§ **Your assignment**
Starting from the first line, transcribe the whole listing exactly.

○ ○ ○

//! Code generation for the binding attributes.
//!
//! Both attributes rewrite the function body to run inside a `TestGuard`.
//! The guard records the result whether the body returns, returns `Err` or
//! panics, and the body's value is returned unchanged.

use proc_macro2::TokenStream;
use quote::quote;
use syn::{ItemFn, ReturnType};

use crate::args::{ScenarioArgs, TracedArgs};
use crate::{crate_path, validate};

/// Expand `#[scenario(...)]`.
pub(crate) fn scenario(args: &ScenarioArgs, item: ItemFn) -> syn::Result<TokenStream> {
    validate::item(&item, "scenario")?;
    let (feature, scenario) = args.identifiers(item.sig.ident.span())?;
    validate::feature_id(feature)?;
    validate::scenario_id(scenario)?;

    let krate = crate_path::resolve(args.crate_path.as_ref());
    let skip = args.skip;
    let reason = args.reason.as_ref().map_or_else(
        || quote! { ::core::option::Option::None },
        |reason| quote! { ::core::option::Option::Some(#reason) },
    );
    let enter = quote! {
        #krate::Session::global().enter_declared(
            __specleft_test_id,
            &#krate::ScenarioDecl {
                feature_id: #feature,
                scenario_id: #scenario,
                skip: #skip,
                reason: #reason,
            },
        )
    };
    Ok(wrap(&krate, item, &enter))
}

/// Expand `#[traced]`.
pub(crate) fn traced(args: &TracedArgs, item: ItemFn) -> syn::Result<TokenStream> {
    validate::item(&item, "traced")?;
    let krate = crate_path::resolve(args.crate_path.as_ref());
    let enter = quote! { #krate::Session::global().enter(__specleft_test_id) };
    Ok(wrap(&krate, item, &enter))
}

fn skip_return(output: &ReturnType) -> TokenStream {
    match output {
        ReturnType::Default => quote! { return; },
        ReturnType::Type(..) => quote! {
            return ::core::result::Result::Ok(::core::default::Default::default());
        },
    }
}

fn wrap(krate: &TokenStream, item: ItemFn, enter: &TokenStream) -> TokenStream {
    let ItemFn {
        attrs,
        vis,
        sig,
        block,
    } = item;
    let ident = &sig.ident;
    let output = match &sig.output {
        ReturnType::Default => TokenStream::new(),
        ReturnType::Type(_, ty) => quote! { -> #ty },
    };
    let skipped = skip_return(&sig.output);

    quote! {
        #(#attrs)*
        #vis #sig {
            let __specleft_test_id = #krate::TestId::new(::core::concat!(
                ::core::module_path!(),
                "::",
                ::core::stringify!(#ident),
            ));
            let __specleft_guard = #enter;
            __specleft_guard.check_binding();
            if __specleft_guard.is_skipped() {
                __specleft_guard.finish(::core::option::Option::None);
                #skipped
            }
            __specleft_guard.run(move || #output #block)
        }
    }
}
//! Scratch directories for result-store tests.

use anyhow::{Context, Result, anyhow};
use camino::{Utf8Path, Utf8PathBuf};
use tempfile::TempDir;

/// Temporary directory with a UTF-8 path, removed on drop.
#[derive(Debug)]
pub struct ScratchDir {
    _dir: TempDir,
    path: Utf8PathBuf,
}

impl ScratchDir {
    /// Create a fresh directory.
    ///
    /// # Errors
    ///
    /// Returns an error if the directory cannot be created or its path is
    /// not UTF-8.
    pub fn new() -> Result<Self> {
        let dir = tempfile::tempdir().context("create scratch dir")?;
        let path = Utf8PathBuf::from_path_buf(dir.path().to_path_buf())
            .map_err(|p| anyhow!("scratch dir is not UTF-8: {}", p.display()))?;
        Ok(Self { _dir: dir, path })
    }

    /// Path of the directory.
    #[must_use]
    pub fn path(&self) -> &Utf8Path {
        &self.path
    }

    /// `name` inside the directory.
    #[must_use]
    pub fn join(&self, name: &str) -> Utf8PathBuf {
        self.path.join(name)
    }

    /// Names of the entries directly inside `dir`, sorted.
    ///
    /// # Errors
    ///
    /// Returns an error if `dir` cannot be listed.
    pub fn entries(dir: &Utf8Path) -> Result<Vec<String>> {
        let mut names = Vec::new();
        for listed in std::fs::read_dir(dir).with_context(|| format!("list {dir}"))? {
            let entry = listed.with_context(|| format!("read entry in {dir}"))?;
            names.push(entry.file_name().to_string_lossy().into_owned());
        }
        names.sort();
        Ok(names)
    }
}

○ ○ ○

§ **Expected answer**
//! Code generation for the binding attributes.
//!
//! Both attributes rewrite the function body to run inside a `TestGuard`.
//! The guard records the result whether the body returns, returns `Err` or
//! panics, and the body's value is returned unchanged.

use proc_macro2::TokenStream;
use quote::quote;
use syn::{ItemFn, ReturnType};

use crate::args::{ScenarioArgs, TracedArgs};
use crate::{crate_path, validate};

/// Expand `#[scenario(...)]`.
pub(crate) fn scenario(args: &ScenarioArgs, item: ItemFn) -> syn::Result<TokenStream> {
    validate::item(&item, "scenario")?;
    let (feature, scenario) = args.identifiers(item.sig.ident.span())?;
    validate::feature_id(feature)?;
    validate::scenario_id(scenario)?;

    let krate = crate_path::resolve(args.crate_path.as_ref());
    let skip = args.skip;
    let reason = args.reason.as_ref().map_or_else(
        || quote! { ::core::option::Option::None },
        |reason| quote! { ::core::option::Option::Some(#reason) },
    );
    let enter = quote! {
        #krate::Session::global().enter_declared(
            __specleft_test_id,
            &#krate::ScenarioDecl {
                feature_id: #feature,
                scenario_id: #scenario,
                skip: #skip,
                reason: #reason,
            },
        )
    };
    Ok(wrap(&krate, item, &enter))
}

/// Expand `#[traced]`.
pub(crate) fn traced(args: &TracedArgs, item: ItemFn) -> syn::Result<TokenStream> {
    validate::item(&item, "traced")?;
    let krate = crate_path::resolve(args.crate_path.as_ref());
    let enter = quote! { #krate::Session::global().enter(__specleft_test_id) };
    Ok(wrap(&krate, item, &enter))
}

fn skip_return(output: &ReturnType) -> TokenStream {
    match output {
        ReturnType::Default => quote! { return; },
        ReturnType::Type(..) => quote! {
            return ::core::result::Result::Ok(::core::default::Default::default());
        },
    }
}

fn wrap(krate: &TokenStream, item: ItemFn, enter: &TokenStream) -> TokenStream {
    let ItemFn {
        attrs,
        vis,
        sig,
        block,
    } = item;
    let ident = &sig.ident;
    let output = match &sig.output {
        ReturnType::Default => TokenStream::new(),
        ReturnType::Type(_, ty) => quote! { -> #ty },
    };
    let skipped = skip_return(&sig.output);

    quote! {
        #(#attrs)*
        #vis #sig {
            let __specleft_test_id = #krate::TestId::new(::core::concat!(
                ::core::module_path!(),
                "::",
                ::core::stringify!(#ident),
            ));
            let __specleft_guard = #enter;
            __specleft_guard.check_binding();
            if __specleft_guard.is_skipped() {
                __specleft_guard.finish(::core::option::Option::None);
                #skipped
            }
            __specleft_guard.run(move || #output #block)
        }
    }
}
//! Scratch directories for result-store tests.

use anyhow::{Context, Result, anyhow};
use camino::{Utf8Path, Utf8PathBuf};
use tempfile::TempDir;

/// Temporary directory with a UTF-8 path, removed on drop.
#[derive(Debug)]
pub struct ScratchDir {
    _dir: TempDir,
    path: Utf8PathBuf,
}

impl ScratchDir {
    /// Create a fresh directory.
    ///
    /// # Errors
    ///
    /// Returns an error if the directory cannot be created or its path is
    /// not UTF-8.
    pub fn new() -> Result<Self> {
        let dir = tempfile::tempdir().context("create scratch dir")?;
        let path = Utf8PathBuf::from_path_buf(dir.path().to_path_buf())
            .map_err(|p| anyhow!("scratch dir is not UTF-8: {}", p.display()))?;
        Ok(Self { _dir: dir, path })
    }

    /// Path of the directory.
    #[must_use]
    pub fn path(&self) -> &Utf8Path {
        &self.path
    }

    /// `name` inside the directory.
    #[must_use]
    pub fn join(&self, name: &str) -> Utf8PathBuf {
        self.path.join(name)
    }

    /// Names of the entries directly inside `dir`, sorted.
    ///
    /// # Errors
    ///
    /// Returns an error if `dir` cannot be listed.
    pub fn entries(dir: &Utf8Path) -> Result<Vec<String>> {
        let mut names = Vec::new();
        for listed in std::fs::read_dir(dir).with_context(|| format!("list {dir}"))? {
            let entry = listed.with_context(|| format!("read entry in {dir}"))?;
            names.push(entry.file_name().to_string_lossy().into_owned());
        }
        names.sort();
        Ok(names)
    }
}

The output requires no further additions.